═══ SUPPLIED DATA ═══
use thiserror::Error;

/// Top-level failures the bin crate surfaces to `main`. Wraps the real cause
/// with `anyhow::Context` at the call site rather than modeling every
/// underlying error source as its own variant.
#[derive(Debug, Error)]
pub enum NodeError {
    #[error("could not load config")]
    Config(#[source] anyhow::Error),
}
═══
WHAT IS REQUIRED -
Complete, exact output of the records is expected.

SOLUTION TO THIS EXERCISE -
use thiserror::Error;

/// Top-level failures the bin crate surfaces to `main`. Wraps the real cause
/// with `anyhow::Context` at the call site rather than modeling every
/// underlying error source as its own variant.
#[derive(Debug, Error)]
pub enum NodeError {
    #[error("could not load config")]
    Config(#[source] anyhow::Error),
}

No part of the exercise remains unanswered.